//! Grading harness domain: test cases, answer normalization, and the
//! strict True/False judge protocol.

pub mod case;
pub mod judge;
mod normalize;

pub use case::{GradeKind, TestCase, builtin_cases};
pub use judge::{JudgePrompt, fallback_verdict, parse_judge_reply};
pub use normalize::{extract_number, grade, normalize_text, normalize_whitespace};
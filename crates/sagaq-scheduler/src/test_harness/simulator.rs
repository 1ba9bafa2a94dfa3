//! Scheduler simulator
//!
//! Schedules a seeded stream of random commands against a counting
//! collaborator while a seeded fault injector fails a fraction of
//! execution attempts, then drains the queue and checks the invariants
//! that hold for any run:
//! - the queue is empty after the drain
//! - every scheduled command terminated exactly once
//! - successful api calls match executed outcomes
//! - compensating api calls match compensated outcomes

use std::sync::atomic::{AtomicU64, Ordering};
use std::sync::Arc;

use rand::{rngs::StdRng, Rng, SeedableRng};

use sagaq_command::{
    Command, CommandRegistry, CreateCustomer, ExecutionError, FieldMap, ProvisionResources,
    ProvisioningApi,
};

use crate::fault::RandomFaults;
use crate::outcome::Outcome;
use crate::policy::RetryPolicy;
use crate::scheduler::{CommandScheduler, SchedulerConfig};

/// Simulator configuration
#[derive(Debug, Clone)]
pub struct SimulatorConfig {
    /// Random seed for reproducibility
    pub seed: u64,
    /// Number of commands to schedule
    pub commands: u64,
    /// Probability that any single execution attempt fails
    pub failure_rate: f64,
    /// Attempts granted per command before compensation
    pub max_attempts: u32,
    /// Stop auditing after the first violation
    pub stop_on_first_violation: bool,
}

impl Default for SimulatorConfig {
    fn default() -> Self {
        Self {
            seed: 42,
            commands: 100,
            failure_rate: 0.2,
            max_attempts: 1,
            stop_on_first_violation: true,
        }
    }
}

/// Collaborator that counts calls and always succeeds
///
/// Faults are injected ahead of the api call, so the counters measure
/// exactly the attempts that reached the collaborator.
#[derive(Debug, Default)]
pub struct CountingApi {
    create_customer_calls: AtomicU64,
    delete_customer_calls: AtomicU64,
    provision_calls: AtomicU64,
    deprovision_calls: AtomicU64,
}

impl CountingApi {
    /// Fresh collaborator with zeroed counters
    #[must_use]
    pub fn new() -> Self {
        Self::default()
    }

    /// Calls that applied forward effects
    #[must_use]
    pub fn execute_calls(&self) -> u64 {
        self.create_customer_calls.load(Ordering::SeqCst)
            + self.provision_calls.load(Ordering::SeqCst)
    }

    /// Calls that applied compensating effects
    #[must_use]
    pub fn undo_calls(&self) -> u64 {
        self.delete_customer_calls.load(Ordering::SeqCst)
            + self.deprovision_calls.load(Ordering::SeqCst)
    }
}

#[async_trait::async_trait]
impl ProvisioningApi for CountingApi {
    async fn create_customer(
        &self,
        _customer_id: &str,
        _customer_data: &FieldMap,
    ) -> Result<(), ExecutionError> {
        self.create_customer_calls.fetch_add(1, Ordering::SeqCst);
        Ok(())
    }

    async fn delete_customer(&self, _customer_id: &str) -> Result<(), ExecutionError> {
        self.delete_customer_calls.fetch_add(1, Ordering::SeqCst);
        Ok(())
    }

    async fn provision(
        &self,
        _resource_id: &str,
        _resource_config: &FieldMap,
    ) -> Result<(), ExecutionError> {
        self.provision_calls.fetch_add(1, Ordering::SeqCst);
        Ok(())
    }

    async fn deprovision(&self, _resource_id: &str) -> Result<(), ExecutionError> {
        self.deprovision_calls.fetch_add(1, Ordering::SeqCst);
        Ok(())
    }
}

/// An invariant breach detected while auditing a run
#[derive(Debug, Clone)]
pub enum Violation {
    /// Entries remained after the drain
    QueueNotDrained {
        /// Pending entries left behind
        remaining: usize,
    },
    /// Outcome counts do not add up to the scheduled count
    LedgerMismatch {
        /// Commands scheduled
        scheduled: u64,
        /// Commands that executed
        executed: u64,
        /// Commands that compensated
        compensated: u64,
    },
    /// Forward api calls disagree with executed outcomes
    ExecuteCallMismatch {
        /// Executed outcomes observed
        expected: u64,
        /// Forward api calls counted
        actual: u64,
    },
    /// Compensating api calls disagree with compensated outcomes
    CompensationCallMismatch {
        /// Compensated outcomes observed
        expected: u64,
        /// Compensating api calls counted
        actual: u64,
    },
    /// A hard scheduler error that this workload can never produce
    UnexpectedHardError {
        /// Formatted error
        description: String,
    },
}

/// Counters accumulated over a run
#[derive(Debug, Clone, Copy, Default)]
pub struct SimulatorStats {
    /// Commands accepted into the queue
    pub scheduled: u64,
    /// Commands that reached `Executed`
    pub executed: u64,
    /// Commands that reached `Compensated`
    pub compensated: u64,
    /// Forward api calls observed
    pub api_execute_calls: u64,
    /// Compensating api calls observed
    pub api_undo_calls: u64,
}

/// Final report from a simulator run
#[derive(Debug, Clone)]
pub struct SimulatorReport {
    /// The configuration that produced this run
    pub config: SimulatorConfig,
    /// Accumulated counters
    pub stats: SimulatorStats,
    /// Invariant breaches, empty on a clean run
    pub violations: Vec<Violation>,
}

impl SimulatorReport {
    /// True when no invariant was breached
    #[must_use]
    pub fn passed(&self) -> bool {
        self.violations.is_empty()
    }

    /// Render a text report
    #[must_use]
    pub fn generate_text(&self) -> String {
        let mut report = String::new();

        report.push_str("=== sagaq Simulator Report ===\n\n");
        report.push_str(&format!("Seed: {}\n", self.config.seed));
        report.push_str(&format!("Failure Rate: {}\n", self.config.failure_rate));
        report.push_str(&format!("Max Attempts: {}\n", self.config.max_attempts));
        report.push_str(&format!("Scheduled: {}\n", self.stats.scheduled));
        report.push_str(&format!("Executed: {}\n", self.stats.executed));
        report.push_str(&format!("Compensated: {}\n", self.stats.compensated));
        report.push_str(&format!("Api Execute Calls: {}\n", self.stats.api_execute_calls));
        report.push_str(&format!("Api Undo Calls: {}\n", self.stats.api_undo_calls));
        report.push_str(&format!("Violations: {}\n", self.violations.len()));

        if !self.violations.is_empty() {
            report.push_str("\n=== Violations ===\n");
            for (i, v) in self.violations.iter().enumerate() {
                report.push_str(&format!("{}. {:?}\n", i + 1, v));
            }
        }

        report.push_str(&format!(
            "\n=== Result: {} ===\n",
            if self.passed() { "PASS" } else { "FAIL" }
        ));

        report
    }
}

/// Run the simulator to completion
pub async fn run_simulator(config: SimulatorConfig) -> SimulatorReport {
    let mut rng = StdRng::seed_from_u64(config.seed);
    let api = Arc::new(CountingApi::new());

    let scheduler_config = SchedulerConfig::default()
        .with_retry(RetryPolicy::attempts(config.max_attempts))
        .with_execute_timeout(None)
        .with_undo_timeout(None);

    // a distinct stream for the injector so command generation and fault
    // placement stay independently reproducible
    let faults = RandomFaults::seeded(config.seed.wrapping_add(1), config.failure_rate);

    let mut scheduler = CommandScheduler::in_memory(CommandRegistry::with_defaults(), api.clone())
        .with_config(scheduler_config)
        .with_fault_injector(faults);

    let mut stats = SimulatorStats::default();
    let mut violations = Vec::new();

    for i in 0..config.commands {
        let command = generate_command(&mut rng, i);
        match scheduler.schedule(command.as_ref()) {
            Ok(_) => stats.scheduled += 1,
            Err(e) => violations.push(Violation::UnexpectedHardError {
                description: format!("schedule #{i}: {e}"),
            }),
        }
        if config.stop_on_first_violation && !violations.is_empty() {
            break;
        }
    }

    loop {
        match scheduler.execute_next().await {
            Ok(Outcome::Idle) => break,
            Ok(Outcome::Executed { .. }) => stats.executed += 1,
            Ok(Outcome::Compensated { .. }) => stats.compensated += 1,
            Err(e) => {
                // this workload only schedules well-formed commands over a
                // collaborator that never fails, so any hard error is a bug
                violations.push(Violation::UnexpectedHardError {
                    description: e.to_string(),
                });
                if config.stop_on_first_violation {
                    break;
                }
            }
        }
    }

    stats.api_execute_calls = api.execute_calls();
    stats.api_undo_calls = api.undo_calls();

    audit(&mut violations, &stats, scheduler.queue_len(), &config);

    SimulatorReport {
        config,
        stats,
        violations,
    }
}

/// Check the run invariants and record breaches
fn audit(
    violations: &mut Vec<Violation>,
    stats: &SimulatorStats,
    remaining: usize,
    config: &SimulatorConfig,
) {
    if remaining > 0 {
        violations.push(Violation::QueueNotDrained { remaining });
        if config.stop_on_first_violation {
            return;
        }
    }

    if stats.executed + stats.compensated != stats.scheduled {
        violations.push(Violation::LedgerMismatch {
            scheduled: stats.scheduled,
            executed: stats.executed,
            compensated: stats.compensated,
        });
        if config.stop_on_first_violation {
            return;
        }
    }

    if stats.api_execute_calls != stats.executed {
        violations.push(Violation::ExecuteCallMismatch {
            expected: stats.executed,
            actual: stats.api_execute_calls,
        });
        if config.stop_on_first_violation {
            return;
        }
    }

    if stats.api_undo_calls != stats.compensated {
        violations.push(Violation::CompensationCallMismatch {
            expected: stats.compensated,
            actual: stats.api_undo_calls,
        });
    }
}

/// Generate a random well-formed command
fn generate_command(rng: &mut StdRng, index: u64) -> Box<dyn Command> {
    if rng.gen_bool(0.5) {
        let mut data = FieldMap::new();
        data.insert(
            "name".to_string(),
            serde_json::json!(format!("customer-{index}")),
        );
        data.insert("tier".to_string(), serde_json::json!(rng.gen_range(0..3)));
        Box::new(CreateCustomer::new(format!("cust-{index}"), data))
    } else {
        let mut config = FieldMap::new();
        config.insert(
            "type".to_string(),
            serde_json::json!(if rng.gen_bool(0.5) { "vm" } else { "bucket" }),
        );
        config.insert("size_gb".to_string(), serde_json::json!(rng.gen_range(1..512)));
        Box::new(ProvisionResources::new(format!("res-{index}"), config))
    }
}

#[tokio::test]
async fn test_clean_run_executes_everything() {
    let report = run_simulator(SimulatorConfig {
        failure_rate: 0.0,
        commands: 50,
        ..SimulatorConfig::default()
    })
    .await;

    assert!(report.passed(), "{}", report.generate_text());
    assert_eq!(report.stats.executed, 50);
    assert_eq!(report.stats.compensated, 0);
}

#[tokio::test]
async fn test_total_failure_compensates_everything() {
    let report = run_simulator(SimulatorConfig {
        failure_rate: 1.0,
        commands: 50,
        ..SimulatorConfig::default()
    })
    .await;

    assert!(report.passed(), "{}", report.generate_text());
    assert_eq!(report.stats.executed, 0);
    assert_eq!(report.stats.compensated, 50);
    assert_eq!(report.stats.api_undo_calls, 50);
}

#[tokio::test]
async fn test_same_seed_reproduces_ledger() {
    let config = SimulatorConfig {
        seed: 7,
        commands: 80,
        failure_rate: 0.3,
        max_attempts: 2,
        ..SimulatorConfig::default()
    };

    let first = run_simulator(config.clone()).await;
    let second = run_simulator(config).await;

    assert!(first.passed(), "{}", first.generate_text());
    assert_eq!(first.stats.executed, second.stats.executed);
    assert_eq!(first.stats.compensated, second.stats.compensated);
}

#[tokio::test]
async fn test_retries_keep_ledger_balanced() {
    let report = run_simulator(SimulatorConfig {
        seed: 11,
        commands: 60,
        failure_rate: 0.5,
        max_attempts: 3,
        ..SimulatorConfig::default()
    })
    .await;

    assert!(report.passed(), "{}", report.generate_text());
    assert_eq!(
        report.stats.executed + report.stats.compensated,
        report.stats.scheduled
    );
}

§ **WHAT YOU ARE ASKED TO DO**
Using the material above, gather every line that includes "scheduled".

§ **RESULT FOR THIS EXERCISE**
//! - every scheduled command terminated exactly once
    /// Outcome counts do not add up to the scheduled count
        /// Commands scheduled
        scheduled: u64,
    pub scheduled: u64,
        report.push_str(&format!("Scheduled: {}\n", self.stats.scheduled));
            Ok(_) => stats.scheduled += 1,
    if stats.executed + stats.compensated != stats.scheduled {
            scheduled: stats.scheduled,
        report.stats.scheduled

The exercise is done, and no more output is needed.